BEGIN DATA SHOWN

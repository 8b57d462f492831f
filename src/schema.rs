//! Schema-driven validation for install form fields.

use storefront_core::EnvSchema;

/// Validate one field value against the schema.
///
/// Returns `None` when the value is acceptable, otherwise a user-facing
/// message naming the field by its title (or key). Purely local and
/// synchronous; no side effects.
///
/// Rules, in order:
///
/// - a required field with an empty trimmed value is an error;
/// - an empty optional field is always fine;
/// - non-empty values are checked against the declared type (`number`,
///   `boolean`, `array`, `object`; anything else gets no format check);
/// - non-empty values must be a member of the property's `enum` list when
///   one is declared.
pub fn validate_env_field(schema: &EnvSchema, key: &str, value: &str) -> Option<String> {
    let trimmed = value.trim();
    let label = schema.label(key);

    if trimmed.is_empty() {
        if schema.is_required(key) {
            return Some(format!("{} is required", label));
        }
        return None;
    }

    let Some(property) = schema.properties.get(key) else {
        return None;
    };

    if let Some(kind) = property.value_type.as_deref() {
        match kind.to_ascii_lowercase().as_str() {
            "number" => {
                // f64's parser accepts "inf" and "NaN"; only finite values
                // count as numbers here.
                match trimmed.parse::<f64>() {
                    Ok(n) if n.is_finite() => {}
                    _ => return Some(format!("{} must be a number", label)),
                }
            }
            "boolean" => {
                let lowered = trimmed.to_ascii_lowercase();
                if !matches!(lowered.as_str(), "true" | "false" | "1" | "0") {
                    return Some(format!("{} must be true or false", label));
                }
            }
            "array" => match serde_json::from_str::<serde_json::Value>(trimmed) {
                Ok(v) if v.is_array() => {}
                _ => return Some(format!("{} must be a JSON array", label)),
            },
            "object" => match serde_json::from_str::<serde_json::Value>(trimmed) {
                Ok(v) if v.is_object() => {}
                _ => return Some(format!("{} must be a JSON object", label)),
            },
            _ => {}
        }
    }

    if let Some(choices) = &property.choices {
        if !choices.iter().any(|c| c == trimmed) {
            return Some(format!(
                "{} must be one of: {}",
                label,
                choices.join(", ")
            ));
        }
    }

    None
}

#[cfg(test)]
mod tests {
    use storefront_core::EnvProperty;

    use super::*;

    fn schema_with(key: &str, property: EnvProperty, required: bool) -> EnvSchema {
        let mut schema = EnvSchema::default();
        schema.properties.insert(key.to_string(), property);
        if required {
            schema.required.push(key.to_string());
        }
        schema
    }

    fn typed(kind: &str) -> EnvProperty {
        EnvProperty {
            value_type: Some(kind.to_string()),
            ..Default::default()
        }
    }

    #[test]
    fn required_empty_value_is_rejected() {
        let schema = schema_with("API_KEY", EnvProperty::default(), true);
        let error = validate_env_field(&schema, "API_KEY", "").unwrap();
        assert_eq!(error, "API_KEY is required");

        // Whitespace-only counts as empty.
        assert!(validate_env_field(&schema, "API_KEY", "   ").is_some());
    }

    #[test]
    fn required_error_uses_the_title_when_present() {
        let property = EnvProperty {
            title: Some("API Key".to_string()),
            ..Default::default()
        };
        let schema = schema_with("API_KEY", property, true);
        let error = validate_env_field(&schema, "API_KEY", "").unwrap();
        assert_eq!(error, "API Key is required");
    }

    #[test]
    fn optional_empty_value_is_accepted() {
        let schema = schema_with("REGION", typed("number"), false);
        assert!(validate_env_field(&schema, "REGION", "").is_none());
    }

    #[test]
    fn number_values_must_parse() {
        let schema = schema_with("PORT", typed("number"), false);
        assert!(validate_env_field(&schema, "PORT", "abc").is_some());
        assert!(validate_env_field(&schema, "PORT", "42").is_none());
        assert!(validate_env_field(&schema, "PORT", "3.14").is_none());
        assert!(validate_env_field(&schema, "PORT", "-1e3").is_none());
    }

    #[test]
    fn non_finite_numbers_are_rejected() {
        let schema = schema_with("PORT", typed("number"), false);
        for bad in ["inf", "-inf", "Infinity", "NaN", "nan"] {
            assert!(validate_env_field(&schema, "PORT", bad).is_some(), "{}", bad);
        }
    }

    #[test]
    fn boolean_values_accept_truthy_literals_case_insensitively() {
        let schema = schema_with("DEBUG", typed("boolean"), false);
        for ok in ["true", "FALSE", "True", "1", "0"] {
            assert!(validate_env_field(&schema, "DEBUG", ok).is_none(), "{}", ok);
        }
        assert!(validate_env_field(&schema, "DEBUG", "yes").is_some());
        assert!(validate_env_field(&schema, "DEBUG", "2").is_some());
    }

    #[test]
    fn array_values_must_be_json_arrays() {
        let schema = schema_with("HOSTS", typed("array"), false);
        assert!(validate_env_field(&schema, "HOSTS", "[1,2]").is_none());
        assert!(validate_env_field(&schema, "HOSTS", "[1,2").is_some());
        assert!(validate_env_field(&schema, "HOSTS", "{\"a\":1}").is_some());
    }

    #[test]
    fn object_values_must_be_json_objects() {
        let schema = schema_with("HEADERS", typed("object"), false);
        assert!(validate_env_field(&schema, "HEADERS", "{\"a\":1}").is_none());
        assert!(validate_env_field(&schema, "HEADERS", "[1,2]").is_some());
        assert!(validate_env_field(&schema, "HEADERS", "{").is_some());
    }

    #[test]
    fn unknown_types_get_no_format_check() {
        let schema = schema_with("ANY", typed("duration"), false);
        assert!(validate_env_field(&schema, "ANY", "whatever").is_none());
    }

    #[test]
    fn enum_membership_is_enforced() {
        let property = EnvProperty {
            choices: Some(vec!["small".to_string(), "large".to_string()]),
            ..Default::default()
        };
        let schema = schema_with("SIZE", property, false);
        assert!(validate_env_field(&schema, "SIZE", "small").is_none());
        let error = validate_env_field(&schema, "SIZE", "medium").unwrap();
        assert_eq!(error, "SIZE must be one of: small, large");
        // Empty optional enums are fine.
        assert!(validate_env_field(&schema, "SIZE", "").is_none());
    }

    #[test]
    fn unknown_key_is_accepted() {
        let schema = EnvSchema::default();
        assert!(validate_env_field(&schema, "MYSTERY", "value").is_none());
    }
}
//! Node lifecycle operations for notetree.
//!
//! Create, rename, delete and move are applied to the local [`TreeStore`]
//! first and persisted in the background through a [`Persistence`]
//! implementation. Completions come back over a channel and are applied by
//! the store's owner via [`Lifecycle::poll`] or [`Lifecycle::next_event`].
//!
//! [`TreeStore`]: notetree_core::TreeStore

mod content;
mod editor;
mod executor;
mod lifecycle;
mod memory;
mod pending;
mod persistence;
mod request;
mod route;

pub use content::ContentSync;
pub use editor::NameEditor;
pub use executor::{execute, Completion, RequestExecutor, Response};
pub use lifecycle::{CreateCallback, DeleteOutcome, Lifecycle, LifecycleError, LifecycleEvent};
pub use memory::MemoryRemote;
pub use pending::{Optimistic, PendingEntry, PendingLog};
pub use persistence::{Persistence, RequestError};
pub use request::{OpId, PersistRequest, RequestType};
pub use route::{copy_link, creation_parent, page_title, Route};
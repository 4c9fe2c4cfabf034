//! Navigation state and derived values: links, titles, creation targets.

use notetree_core::{Node, NodeKey};

use crate::lifecycle::LifecycleError;

const TITLE_SEPARATOR: &str = "•";

/// What the main pane is showing.
#[derive(Debug, Clone, PartialEq, Eq, Default)]
pub enum Route {
    /// Application root.
    #[default]
    Home,
    /// A note is open in the editor.
    Note(NodeKey),
}

impl Route {
    /// The open note, if any.
    pub fn note_key(&self) -> Option<&NodeKey> {
        match self {
            Self::Home => None,
            Self::Note(key) => Some(key),
        }
    }

    /// Parse the path segment after the notes prefix.
    ///
    /// An empty segment is the home route.
    pub fn from_segment(segment: &str) -> Self {
        let segment = segment.trim_matches('/');
        if segment.is_empty() {
            Self::Home
        } else {
            Self::Note(NodeKey::new(segment))
        }
    }
}

/// Build a shareable link to a note from the current location.
pub fn copy_link(location: &str, node: &Node) -> Result<String, LifecycleError> {
    if !node.is_note() {
        return Err(LifecycleError::NotANote {
            key: node.key().clone(),
        });
    }
    let separator = if location.ends_with('/') { "" } else { "/" };
    Ok(format!("{location}{separator}{}", node.key()))
}

/// Join the non-empty title parts and append the application suffix.
pub fn page_title<'a>(parts: impl IntoIterator<Item = Option<&'a str>>, suffix: &str) -> String {
    let mut segments: Vec<&str> = parts
        .into_iter()
        .flatten()
        .filter(|part| !part.is_empty())
        .collect();
    segments.push(suffix);
    segments.join(&format!(" {TITLE_SEPARATOR} "))
}

/// Parent for a node created from another node's menu.
///
/// Creating "inside" a note targets the note's own directory.
pub fn creation_parent(anchor: &Node) -> Option<NodeKey> {
    if anchor.is_directory() {
        Some(anchor.key().clone())
    } else {
        anchor.parent_key().cloned()
    }
}
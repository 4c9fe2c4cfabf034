//! Explorer configuration types.

use std::time::Duration;

use derive_builder::Builder;
use serde::{Deserialize, Serialize};
use strum::{Display, EnumString};

/// What to do with an optimistic local change when its persistence request fails.
#[derive(
    Debug, Clone, Copy, PartialEq, Eq, Default, Serialize, Deserialize, Display, EnumString,
)]
#[serde(rename_all = "kebab-case")]
#[strum(serialize_all = "kebab-case")]
pub enum FailurePolicy {
    /// Keep the local state and only report the failure.
    #[default]
    KeepLocal,
    /// Undo the local change if its target still exists.
    Revert,
}

/// Configuration for the explorer engine.
#[derive(Debug, Clone, Builder, Serialize, Deserialize)]
#[builder(setter(into), build_fn(validate = "Self::validate"))]
pub struct ExplorerConfig {
    /// Quiet period before an editor change is persisted, in milliseconds.
    #[builder(default = "400")]
    #[serde(default = "default_content_debounce_ms")]
    pub content_debounce_ms: u64,

    /// Reconciliation of failed optimistic mutations.
    #[builder(default)]
    #[serde(default)]
    pub failure_policy: FailurePolicy,

    /// Buffer size of the request completion channel.
    #[builder(default = "100")]
    #[serde(default = "default_channel_size")]
    pub channel_size: usize,

    /// Expand a directory after something is dropped into it.
    #[builder(default = "true")]
    #[serde(default = "default_true")]
    pub expand_on_drop: bool,

    /// Suffix appended to every page title.
    #[builder(default = "\"Note App\".to_string()")]
    #[serde(default = "default_app_title")]
    pub app_title: String,
}

fn default_content_debounce_ms() -> u64 {
    400
}

fn default_channel_size() -> usize {
    100
}

fn default_true() -> bool {
    true
}

fn default_app_title() -> String {
    "Note App".to_string()
}

fn check(content_debounce_ms: u64, channel_size: usize) -> Result<(), String> {
    if content_debounce_ms == 0 {
        return Err("Content debounce must be greater than zero".to_string());
    }
    if channel_size == 0 {
        return Err("Channel size must be greater than zero".to_string());
    }
    Ok(())
}

impl ExplorerConfigBuilder {
    fn validate(&self) -> Result<(), String> {
        check(
            self.content_debounce_ms.unwrap_or_else(default_content_debounce_ms),
            self.channel_size.unwrap_or_else(default_channel_size),
        )
    }
}

impl ExplorerConfig {
    /// Create a new config builder.
    pub fn builder() -> ExplorerConfigBuilder {
        ExplorerConfigBuilder::default()
    }

    /// Check a config that did not come from the builder, e.g. one read from a file.
    pub fn validate(&self) -> Result<(), String> {
        check(self.content_debounce_ms, self.channel_size)
    }

    /// Debounce period as a [`Duration`].
    pub fn content_debounce(&self) -> Duration {
        Duration::from_millis(self.content_debounce_ms)
    }
}

impl Default for ExplorerConfig {
    fn default() -> Self {
        Self {
            content_debounce_ms: default_content_debounce_ms(),
            failure_policy: FailurePolicy::default(),
            channel_size: default_channel_size(),
            expand_on_drop: true,
            app_title: default_app_title(),
        }
    }
}

#[cfg(test)]
mod tests {
    use super::*;

    #[test]
    fn test_config_builder() {
        let config = ExplorerConfig::builder()
            .failure_policy(FailurePolicy::Revert)
            .content_debounce_ms(250u64)
            .build()
            .unwrap();

        assert_eq!(config.failure_policy, FailurePolicy::Revert);
        assert_eq!(config.content_debounce(), Duration::from_millis(250));
        assert_eq!(config.channel_size, 100);
        assert!(config.expand_on_drop);
    }

    #[test]
    fn test_config_builder_rejects_zero() {
        assert!(ExplorerConfig::builder().channel_size(0usize).build().is_err());
        assert!(ExplorerConfig::builder().content_debounce_ms(0u64).build().is_err());
    }

    #[test]
    fn test_deserialized_config_is_validated_like_builder() {
        let config: ExplorerConfig = serde_json::from_str(r#"{"channel_size":0}"#).unwrap();
        let from_builder = ExplorerConfig::builder()
            .channel_size(0usize)
            .build()
            .unwrap_err();
        let err = config.validate().unwrap_err();
        assert!(from_builder.to_string().contains(&err));
        assert!(ExplorerConfig::default().validate().is_ok());
    }

    #[test]
    fn test_config_defaults_from_json() {
        let config: ExplorerConfig = serde_json::from_str(r#"{"failure_policy":"revert"}"#).unwrap();
        assert_eq!(config.failure_policy, FailurePolicy::Revert);
        assert_eq!(config.content_debounce_ms, 400);
        assert_eq!(config.app_title, "Note App");
    }

    #[test]
    fn test_failure_policy_parse() {
        assert_eq!("keep-local".parse::<FailurePolicy>().unwrap(), FailurePolicy::KeepLocal);
        assert_eq!(FailurePolicy::Revert.to_string(), "revert");
    }
}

END DATA SHOWN

ASSIGNMENT -> Copy each line above that contains the word "location".

OUTPUT OF THE TASK ->
/// Build a shareable link to a note from the current location.
pub fn copy_link(location: &str, node: &Node) -> Result<String, LifecycleError> {
    let separator = if location.ends_with('/') { "" } else { "/" };
    Ok(format!("{location}{separator}{}", node.key()))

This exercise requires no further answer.